Results 1 to 6 of 6
Thread: Lennox G61
-
10-20-2005, 02:25 PM #1
Regular Guest
- Join Date
- Oct 2003
- Posts
- 28
Two years ago I had a Lennox G61 furnace installed by a large HVAC contracter in the area. At the time my Maple/Chase thermostat's instruction manual said it is not for two stage furnaces. My furnace contracter told me that with the electronics in the G61 my thermostat is fine. I have now heard that it was improperly installed by hooking two wires on the W1 terminal and not using the W2 terminal. In essense I am not getting the savings from a two stage unit. Who is right?
-
10-20-2005, 02:46 PM #2
2 stage was designed more for comfort than savings. The board will time the second stage if your thermostat is single stage.

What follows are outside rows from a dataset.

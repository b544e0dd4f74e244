//! Indicator records and the point-lookup index over them.

mod filter;
mod index;
mod record;

pub use filter::{FieldSelection, FilterSelection};
pub use index::{DatasetIndex, ValueRange};
pub use record::Record;
pub(crate) use record::{GEOCODE_COLUMN, VALUE_COLUMN, YEAR_COLUMN};
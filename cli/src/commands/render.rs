use anyhow::Result;
use sdgmap::render_svg;

pub async fn run(_cli: &crate::cli::Cli, args: &crate::cli::RenderArgs) -> Result<()> {
    let out_path = args.output.clone().unwrap_or("./map.svg".into());
    let (view, _) = super::load_view(&args.view, args.zoom).await?;

    let layers = view.state().visibility().layers_at(args.zoom);
    if layers.is_empty() {
        anyhow::bail!("No layer is visible at zoom {}", args.zoom);
    }

    println!("[render] year {} at zoom {}: layers {layers:?}", view.current_year(), args.zoom);
    render_svg(view.state(), &layers, &out_path)?;
    println!("[render] wrote {}", out_path.display());
    Ok(())
}
use std::{io::Write, path::Path};

use anyhow::{Result, anyhow};

use super::{
    proj::Projection,
    writer::{SvgStringWriter, SvgWriter, escape, write_svg_footer, write_svg_header, write_svg_styles},
};
use crate::{color::round2, config::FeatureStyle, view::ViewState};

const WIDTH: f64 = 960.0;
const MARGIN: f64 = 10.0;
const LEGEND_HEIGHT: f64 = 48.0;
const SWATCH: f64 = 18.0;

/// Render `layers` of the current view (colored for the current year and filters)
/// to an SVG file. An empty `layers` slice means the currently visible layers.
pub fn render_svg(state: &ViewState, layers: &[usize], path: &Path) -> Result<()> {
    let mut writer = SvgWriter::new(path)?;
    draw_map(&mut writer, state, layers)?;
    writer.flush()?;
    Ok(())
}

/// Render to an SVG string (for WASM/browser use).
pub fn render_svg_string(state: &ViewState, layers: &[usize]) -> Result<String> {
    let mut writer = SvgStringWriter::new();
    draw_map(&mut writer, state, layers)?;
    writer.into_string()
}

fn draw_map<W: Write>(writer: &mut W, state: &ViewState, layers: &[usize]) -> Result<()> {
    let layers: Vec<usize> = if layers.is_empty() {
        state.visibility().visible_layers().collect()
    } else {
        layers.to_vec()
    };
    let bounds = state.boundaries().bounds_of(layers.iter().copied())
        .ok_or_else(|| anyhow!("[io::svg] Layers {layers:?} have no bounds; nothing to draw."))?;

    let (proj, map_height) = Projection::fit(bounds, WIDTH, MARGIN);
    write_svg_header(writer, WIDTH, map_height + LEGEND_HEIGHT, proj.scale, &bounds)?;
    write_svg_styles(writer)?;

    for &index in &layers {
        let layer = state.boundaries().layer(index)
            .ok_or_else(|| anyhow!("[io::svg] No layer {index}"))?;
        writeln!(writer, r#"<g id="layer-{index}">"#)?;
        for feature in layer.features() {
            let selected = state.selection().is_selected(feature.handle);
            let style = if selected {
                layer.config.style_options.merged(&layer.config.style_options_selected)
            } else {
                layer.config.style_options.clone()
            };
            let value = state.value_of(feature.handle)
                .map_or_else(|| "no data".to_string(), |v| round2(v).to_string());
            writeln!(
                writer,
                r#"<path class="area" fill-rule="evenodd" data-geocode="{code}" style="{style}" d="{d}"><title>{name}: {value}</title></path>"#,
                code = escape(&feature.geo_code),
                style = css(&style, &state.color_of(feature.handle).to_string()),
                d = proj.multipolygon_to_path(&feature.geometry),
                name = escape(&feature.name),
            )?;
        }
        writeln!(writer, "</g>")?;
    }

    draw_legend(writer, state, map_height)?;
    write_svg_footer(writer)
}

/// Inline CSS for one feature, with the layer's stroke options and the class fill.
fn css(style: &FeatureStyle, fill: &str) -> String {
    let mut css = format!(
        "fill:{fill};fill-opacity:{};stroke:{};stroke-width:{};stroke-opacity:{}",
        style.fill_opacity.unwrap_or(0.85),
        escape(style.color.as_deref().unwrap_or("#111827")),
        style.weight.unwrap_or(0.5),
        style.opacity.unwrap_or(1.0),
    );
    if let Some(dash) = &style.dash_array {
        css.push_str(&format!(";stroke-dasharray:{}", escape(dash)));
    }
    css
}

/// Year label plus one swatch per legend row, laid out left to right under the map.
fn draw_legend<W: Write>(writer: &mut W, state: &ViewState, top: f64) -> Result<()> {
    let items = state.scale().legend_items();
    let step = ((WIDTH - 2.0 * MARGIN - 60.0) / items.len() as f64).min(140.0);

    writeln!(writer, r#"<g class="legend" transform="translate({MARGIN},{top})">"#)?;
    writeln!(writer, r#"<text class="year" x="0" y="{:.1}">{}</text>"#, SWATCH, state.current_year())?;
    for (i, item) in items.iter().enumerate() {
        let x = 60.0 + i as f64 * step;
        writeln!(writer, r#"<rect x="{x:.1}" y="4" width="{SWATCH}" height="{SWATCH}" fill="{}"/>"#, item.color)?;
        writeln!(writer, r#"<text x="{:.1}" y="{:.1}">{}</text>"#, x + SWATCH + 4.0, SWATCH, escape(&item.label))?;
    }
    writeln!(writer, "</g>")?;
    Ok(())
}

#[cfg(test)]
mod tests {
    use super::{render_svg, render_svg_string};
    use crate::{
        boundary::fixtures::{collection, layer_config, square},
        config::MapConfig,
        data::Record,
        view::ViewState,
    };

    fn state() -> ViewState {
        let config = MapConfig {
            geo_layers: vec![layer_config(0.0, 6.0, None), layer_config(7.0, 20.0, None)],
            legend_items: 2,
            ..MapConfig::default()
        };
        let docs = vec![
            collection(vec![square("R1", "North & East", 0.0, 0.0), square("R2", "South", 0.0, -1.0)]),
            collection(vec![square("L1", "Town", 0.0, 0.0)]),
        ];
        let records = vec![Record::new("R1", 2015, Some(10.0)), Record::new("R2", 2015, Some(30.0))];
        ViewState::new(config, records, &docs).unwrap()
    }

    #[test]
    fn draws_requested_layers_and_legend() {
        let svg = render_svg_string(&state(), &[0]).unwrap();
        assert!(svg.starts_with("<?xml"));
        assert!(svg.trim_end().ends_with("</svg>"));
        assert_eq!(svg.matches(r#"class="area""#).count(), 2);
        assert!(svg.contains(r#"data-geocode="R1""#));
        assert!(!svg.contains(r#"data-geocode="L1""#));
        assert!(svg.contains("North &amp; East: 10"));
        // Three legend rows for two classes.
        assert_eq!(svg.matches("<rect x=").count(), 3);
        assert!(svg.contains(">2015</text>"));
    }

    #[test]
    fn no_visible_layers_is_an_error() {
        // Nothing is visible before the view has seen a zoom level.
        assert!(render_svg_string(&state(), &[]).is_err());
    }

    #[test]
    fn writes_file() {
        let dir = tempfile::tempdir().unwrap();
        let path = dir.path().join("map.svg");
        render_svg(&state(), &[0, 1], &path).unwrap();
        let text = std::fs::read_to_string(&path).unwrap();
        assert_eq!(text.matches(r#"class="area""#).count(), 3);
    }
}
use std::{fs, path::Path};

use anyhow::{Context, Result};
use sdgmap::{FamilyColumns, link_families};
use serde_json::Value;

fn read_json(path: &Path) -> Result<Value> {
    let text = fs::read_to_string(path)
        .with_context(|| format!("Failed to read {}", path.display()))?;
    serde_json::from_str(&text)
        .with_context(|| format!("{} is not valid JSON", path.display()))
}

fn write_json(path: &Path, doc: &Value) -> Result<()> {
    fs::write(path, serde_json::to_string(doc)?)
        .with_context(|| format!("Failed to write {}", path.display()))
}

pub fn run(_cli: &crate::cli::Cli, args: &crate::cli::LinkArgs) -> Result<()> {
    let out_dir = args.output.clone().unwrap_or(".".into());
    let columns = FamilyColumns {
        lookup_parent: args.lookup_parent.clone(),
        lookup_child: args.lookup_child.clone(),
        parent_id: args.parent_id.clone(),
        child_id: args.child_id.clone(),
    };

    let mut parents = read_json(&args.parents)?;
    let mut children = read_json(&args.children)?;
    let lookup = read_json(&args.lookup)?;

    let stats = link_families(&mut parents, &mut children, &lookup, &columns)?;
    println!("[link] {} children linked, {} without a parent, {} parents with children",
        stats.children_linked, stats.children_orphaned, stats.parents_with_children);

    fs::create_dir_all(&out_dir)
        .with_context(|| format!("Failed to create {}", out_dir.display()))?;
    write_json(&out_dir.join("parents.geo.json"), &parents)?;
    write_json(&out_dir.join("children.geo.json"), &children)?;
    println!("[link] wrote parents.geo.json and children.geo.json to {}", out_dir.display());
    Ok(())
}
//! Color parsing, palettes and the quantized choropleth scale.

mod palette;
mod rgb;
mod scale;

pub use palette::{ColorRange, Palette};
pub use rgb::Rgb;
pub use scale::{ColorScale, LegendItem};
pub(crate) use scale::round2;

Your furnace should always start on low fire and then shift to high fire after approximately 10 minutes of run time. If you want high fire to operate on a second stage call from the thermostat (temperature drop in the room) you will need a 2 stage thermostat. Simply call a contractor and have one installed if you want it to operate this way.There is nothing more frightful than ignorance in action....Mark Twain
-
10-20-2005, 02:47 PM #3
unit is made to be wired either way. preffered way would be 2 stage thermostat. sometimes not enough wires to stat location to easily do. no real savings by 2 stage operation, 2 stage more for comfort longer run cycle on low fire means less temperature swing. timer can be adjusted for length of time unit runs on low fire before kicking up to high. different ways of wiring by different contractors, fact that unit was made for either set up there is no real right or wrong.
-
10-20-2005, 04:14 PM #4
Regular Guest
- Join Date
- Oct 2003
- Posts
- 28
Thanks folks.
-
10-20-2005, 04:27 PM #5
Banned
- Join Date
- Sep 2005
- Posts
- 685
What he said.Originally posted by HVAC Pro
2 stage was designed more for comfort than savings. The board will time the second stage if your thermostat is single stage.

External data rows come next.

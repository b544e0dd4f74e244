//! GeoJSON geometry and property parsing.

use anyhow::{Result, anyhow, bail};
use geo::{Coord, LineString, MultiPolygon, Polygon};
use serde_json::{Map, Value};

/// Features of a FeatureCollection.
pub(crate) fn collection_features(doc: &Value) -> Result<&[Value]> {
    match doc.get("type").and_then(Value::as_str) {
        Some("FeatureCollection") => {}
        other => bail!("[boundary::geojson] Expected a FeatureCollection, found type {other:?}"),
    }
    doc.get("features")
        .and_then(Value::as_array)
        .map(Vec::as_slice)
        .ok_or_else(|| anyhow!("[boundary::geojson] FeatureCollection has no features array"))
}

/// Property bag of a feature; a missing or null bag reads as empty.
pub(crate) fn feature_properties(feature: &Value) -> Result<Map<String, Value>> {
    match feature.get("properties") {
        None | Some(Value::Null) => Ok(Map::new()),
        Some(Value::Object(props)) => Ok(props.clone()),
        Some(other) => bail!("[boundary::geojson] Feature properties must be an object, found {other}"),
    }
}

/// Read a string-like property (strings and numbers are accepted).
pub(crate) fn property_text(props: &Map<String, Value>, key: &str) -> Option<String> {
    match props.get(key)? {
        Value::String(s) => Some(s.clone()),
        Value::Number(n) => Some(n.to_string()),
        _ => None,
    }
}

/// Parse a Polygon or MultiPolygon geometry into a MultiPolygon.
pub(crate) fn parse_geometry(geometry: &Value) -> Result<MultiPolygon<f64>> {
    let coords = geometry.get("coordinates")
        .and_then(Value::as_array)
        .ok_or_else(|| anyhow!("[boundary::geojson] Geometry has no coordinates"))?;

    match geometry.get("type").and_then(Value::as_str) {
        Some("Polygon") => Ok(MultiPolygon(vec![parse_polygon(coords)?])),
        Some("MultiPolygon") => coords.iter()
            .map(|poly| {
                let rings = poly.as_array()
                    .ok_or_else(|| anyhow!("[boundary::geojson] MultiPolygon member must be an array"))?;
                parse_polygon(rings)
            })
            .collect::<Result<Vec<_>>>()
            .map(MultiPolygon),
        other => bail!("[boundary::geojson] Unsupported geometry type {other:?}; expected Polygon or MultiPolygon"),
    }
}

/// Parse polygon rings `[exterior, hole, hole, ...]`.
fn parse_polygon(rings: &[Value]) -> Result<Polygon<f64>> {
    let mut rings = rings.iter().map(|ring| {
        let ring = ring.as_array()
            .ok_or_else(|| anyhow!("[boundary::geojson] Ring must be an array of positions"))?;
        parse_ring(ring)
    });

    let exterior = rings.next()
        .ok_or_else(|| anyhow!("[boundary::geojson] Polygon has no exterior ring"))??;
    let interiors = rings.collect::<Result<Vec<_>>>()?;

    Ok(Polygon::new(exterior, interiors))
}

/// Parse a ring of `[x, y]` positions, closing it if necessary.
fn parse_ring(coords: &[Value]) -> Result<LineString<f64>> {
    let mut points = coords.iter()
        .map(|position| {
            let xy = position.as_array()
                .filter(|p| p.len() >= 2)
                .ok_or_else(|| anyhow!("[boundary::geojson] Position must be an array of at least two numbers"))?;
            let x = xy[0].as_f64().ok_or_else(|| anyhow!("[boundary::geojson] Invalid coordinate: x must be a number"))?;
            let y = xy[1].as_f64().ok_or_else(|| anyhow!("[boundary::geojson] Invalid coordinate: y must be a number"))?;
            Ok(Coord { x, y })
        })
        .collect::<Result<Vec<_>>>()?;

    // Ensure ring is closed (first point == last point)
    if let (Some(&first), Some(&last)) = (points.first(), points.last()) {
        if first != last { points.push(first) }
    }

    Ok(LineString(points))
}

#[cfg(test)]
mod tests {
    use serde_json::json;

    use super::{collection_features, parse_geometry, property_text};

    #[test]
    fn polygon_and_multipolygon() {
        let poly = parse_geometry(&json!({
            "type": "Polygon",
            "coordinates": [
                [[0.0, 0.0], [4.0, 0.0], [4.0, 4.0], [0.0, 4.0]],
                [[1.0, 1.0], [2.0, 1.0], [2.0, 2.0], [1.0, 1.0]]
            ]
        })).unwrap();
        assert_eq!(poly.0.len(), 1);
        assert_eq!(poly.0[0].exterior().0.len(), 5); // closed
        assert_eq!(poly.0[0].interiors().len(), 1);

        let multi = parse_geometry(&json!({
            "type": "MultiPolygon",
            "coordinates": [
                [[[0, 0], [1, 0], [1, 1], [0, 0]]],
                [[[5, 5], [6, 5], [6, 6], [5, 5]]]
            ]
        })).unwrap();
        assert_eq!(multi.0.len(), 2);
    }

    #[test]
    fn rejects_other_geometries() {
        assert!(parse_geometry(&json!({ "type": "Point", "coordinates": [0, 0] })).is_err());
        assert!(parse_geometry(&json!({ "type": "Polygon", "coordinates": [] })).is_err());
        assert!(parse_geometry(&json!({ "type": "Polygon", "coordinates": [[[0, "a"]]] })).is_err());
    }

    #[test]
    fn collections_and_properties() {
        assert!(collection_features(&json!({ "type": "Feature" })).is_err());
        let doc = json!({ "type": "FeatureCollection", "features": [{}] });
        assert_eq!(collection_features(&doc).unwrap().len(), 1);

        let props = json!({ "code": "E1", "num": 42, "flag": true });
        let props = props.as_object().unwrap();
        assert_eq!(property_text(props, "code").as_deref(), Some("E1"));
        assert_eq!(property_text(props, "num").as_deref(), Some("42"));
        assert_eq!(property_text(props, "flag"), None);
    }
}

Your furnace should always start on low fire and then shift to high fire after approximately 10 minutes of run time. If you want high fire to operate on a second stage call from the thermostat (temperature drop in the room) you will need a 2 stage thermostat. Simply call a contractor and have one installed if you want it to operate this way.
-
10-20-2005, 04:37 PM #6
If you have a 2 stage thermostat installed, there is a jumper or dip switch on the furnace control board that needs to be moved so the control board will know there is a 2 stage thermostat. Otherwise 2nd stage will kick in after 10 minutes of 1st stage heat, regardless of if the thermostat calls for it or not.
If more government is the answer, then it's a really stupid question.